REQUIRED ACTION → Produce word for word the lines of the data below running from the one that has "reader: &mut dyn" to the one that has "if summary.nested_archives >", inclusive, and no others.

(LISTED RECORDS)

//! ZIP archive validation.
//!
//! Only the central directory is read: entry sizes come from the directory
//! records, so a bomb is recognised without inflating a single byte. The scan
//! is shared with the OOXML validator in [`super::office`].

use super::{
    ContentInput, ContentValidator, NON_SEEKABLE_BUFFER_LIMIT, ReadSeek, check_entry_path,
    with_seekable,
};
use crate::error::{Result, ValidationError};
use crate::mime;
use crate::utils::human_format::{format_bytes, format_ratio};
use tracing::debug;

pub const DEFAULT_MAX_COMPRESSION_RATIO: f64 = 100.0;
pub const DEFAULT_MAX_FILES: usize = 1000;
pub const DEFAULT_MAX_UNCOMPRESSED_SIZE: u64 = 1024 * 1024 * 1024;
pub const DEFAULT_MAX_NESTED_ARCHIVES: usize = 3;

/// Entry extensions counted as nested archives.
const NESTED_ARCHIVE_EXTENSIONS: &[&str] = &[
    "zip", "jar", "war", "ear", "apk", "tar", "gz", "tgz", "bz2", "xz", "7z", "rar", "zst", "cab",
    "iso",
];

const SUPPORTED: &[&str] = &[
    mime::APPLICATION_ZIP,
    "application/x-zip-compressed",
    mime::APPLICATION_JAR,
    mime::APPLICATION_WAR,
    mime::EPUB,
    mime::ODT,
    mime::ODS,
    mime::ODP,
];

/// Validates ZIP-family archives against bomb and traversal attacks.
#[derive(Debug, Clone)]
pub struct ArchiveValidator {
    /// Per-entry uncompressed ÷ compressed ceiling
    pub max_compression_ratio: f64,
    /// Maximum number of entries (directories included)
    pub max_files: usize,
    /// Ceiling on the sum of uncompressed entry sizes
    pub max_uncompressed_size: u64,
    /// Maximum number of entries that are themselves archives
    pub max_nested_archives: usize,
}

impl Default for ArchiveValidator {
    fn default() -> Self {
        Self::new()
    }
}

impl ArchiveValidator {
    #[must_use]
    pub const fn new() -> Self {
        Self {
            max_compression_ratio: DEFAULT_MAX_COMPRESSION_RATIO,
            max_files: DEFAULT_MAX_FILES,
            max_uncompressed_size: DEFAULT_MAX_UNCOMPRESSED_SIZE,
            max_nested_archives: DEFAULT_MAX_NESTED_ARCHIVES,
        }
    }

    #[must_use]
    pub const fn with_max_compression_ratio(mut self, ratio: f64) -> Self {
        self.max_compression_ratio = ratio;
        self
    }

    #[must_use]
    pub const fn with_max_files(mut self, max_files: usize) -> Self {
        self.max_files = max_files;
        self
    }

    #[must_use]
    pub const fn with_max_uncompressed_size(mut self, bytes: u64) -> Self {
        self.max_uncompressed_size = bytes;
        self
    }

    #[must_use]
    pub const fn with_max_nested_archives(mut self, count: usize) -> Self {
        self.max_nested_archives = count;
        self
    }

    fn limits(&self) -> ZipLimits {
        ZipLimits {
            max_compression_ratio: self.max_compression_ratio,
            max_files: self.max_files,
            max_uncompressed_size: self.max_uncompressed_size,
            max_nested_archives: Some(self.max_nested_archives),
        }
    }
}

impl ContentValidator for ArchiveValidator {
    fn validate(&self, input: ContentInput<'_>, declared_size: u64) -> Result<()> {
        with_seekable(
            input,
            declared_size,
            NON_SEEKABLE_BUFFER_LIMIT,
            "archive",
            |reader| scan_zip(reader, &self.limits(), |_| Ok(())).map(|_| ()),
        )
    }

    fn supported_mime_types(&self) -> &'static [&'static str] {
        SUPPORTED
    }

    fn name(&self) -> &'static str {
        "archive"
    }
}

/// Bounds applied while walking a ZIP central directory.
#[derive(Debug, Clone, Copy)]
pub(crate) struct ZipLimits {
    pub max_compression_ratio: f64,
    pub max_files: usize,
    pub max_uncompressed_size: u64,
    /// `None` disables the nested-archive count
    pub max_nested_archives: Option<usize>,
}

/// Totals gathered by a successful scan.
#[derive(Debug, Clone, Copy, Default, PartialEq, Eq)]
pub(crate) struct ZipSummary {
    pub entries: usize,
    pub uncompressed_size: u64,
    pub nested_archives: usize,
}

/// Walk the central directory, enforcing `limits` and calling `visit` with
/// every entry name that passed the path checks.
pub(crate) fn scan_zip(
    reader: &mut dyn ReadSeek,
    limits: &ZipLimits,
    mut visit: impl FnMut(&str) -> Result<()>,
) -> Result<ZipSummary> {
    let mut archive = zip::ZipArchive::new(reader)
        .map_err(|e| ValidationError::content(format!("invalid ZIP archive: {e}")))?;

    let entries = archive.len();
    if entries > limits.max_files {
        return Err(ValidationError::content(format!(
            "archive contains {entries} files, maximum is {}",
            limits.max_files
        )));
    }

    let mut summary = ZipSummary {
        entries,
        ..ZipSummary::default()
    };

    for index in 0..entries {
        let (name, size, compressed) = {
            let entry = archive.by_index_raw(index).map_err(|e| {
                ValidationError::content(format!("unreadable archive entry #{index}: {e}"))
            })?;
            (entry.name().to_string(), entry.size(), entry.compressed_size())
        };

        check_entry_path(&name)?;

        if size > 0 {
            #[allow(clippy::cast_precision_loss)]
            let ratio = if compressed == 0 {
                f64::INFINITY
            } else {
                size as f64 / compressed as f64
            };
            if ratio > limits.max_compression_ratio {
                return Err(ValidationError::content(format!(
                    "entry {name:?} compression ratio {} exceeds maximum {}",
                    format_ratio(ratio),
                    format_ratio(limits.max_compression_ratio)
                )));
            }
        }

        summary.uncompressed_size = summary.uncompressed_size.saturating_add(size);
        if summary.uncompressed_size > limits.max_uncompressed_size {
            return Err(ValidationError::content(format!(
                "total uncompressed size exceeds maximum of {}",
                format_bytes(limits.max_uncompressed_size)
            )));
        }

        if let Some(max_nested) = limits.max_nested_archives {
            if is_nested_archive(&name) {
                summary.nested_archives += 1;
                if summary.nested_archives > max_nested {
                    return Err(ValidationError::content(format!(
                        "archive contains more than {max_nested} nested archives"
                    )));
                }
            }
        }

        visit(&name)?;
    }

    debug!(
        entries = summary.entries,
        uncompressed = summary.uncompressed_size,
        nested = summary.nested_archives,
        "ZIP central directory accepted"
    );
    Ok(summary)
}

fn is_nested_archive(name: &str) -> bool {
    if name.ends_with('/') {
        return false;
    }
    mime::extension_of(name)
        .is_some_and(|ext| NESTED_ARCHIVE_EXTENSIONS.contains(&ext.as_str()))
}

(End LISTED RECORDS)

RESPONSE AREA →
    reader: &mut dyn ReadSeek,
    limits: &ZipLimits,
    mut visit: impl FnMut(&str) -> Result<()>,
) -> Result<ZipSummary> {
    let mut archive = zip::ZipArchive::new(reader)
        .map_err(|e| ValidationError::content(format!("invalid ZIP archive: {e}")))?;

    let entries = archive.len();
    if entries > limits.max_files {
        return Err(ValidationError::content(format!(
            "archive contains {entries} files, maximum is {}",
            limits.max_files
        )));
    }

    let mut summary = ZipSummary {
        entries,
        ..ZipSummary::default()
    };

    for index in 0..entries {
        let (name, size, compressed) = {
            let entry = archive.by_index_raw(index).map_err(|e| {
                ValidationError::content(format!("unreadable archive entry #{index}: {e}"))
            })?;
            (entry.name().to_string(), entry.size(), entry.compressed_size())
        };

        check_entry_path(&name)?;

        if size > 0 {
            #[allow(clippy::cast_precision_loss)]
            let ratio = if compressed == 0 {
                f64::INFINITY
            } else {
                size as f64 / compressed as f64
            };
            if ratio > limits.max_compression_ratio {
                return Err(ValidationError::content(format!(
                    "entry {name:?} compression ratio {} exceeds maximum {}",
                    format_ratio(ratio),
                    format_ratio(limits.max_compression_ratio)
                )));
            }
        }

        summary.uncompressed_size = summary.uncompressed_size.saturating_add(size);
        if summary.uncompressed_size > limits.max_uncompressed_size {
            return Err(ValidationError::content(format!(
                "total uncompressed size exceeds maximum of {}",
                format_bytes(limits.max_uncompressed_size)
            )));
        }

        if let Some(max_nested) = limits.max_nested_archives {
            if is_nested_archive(&name) {
                summary.nested_archives += 1;
                if summary.nested_archives > max_nested {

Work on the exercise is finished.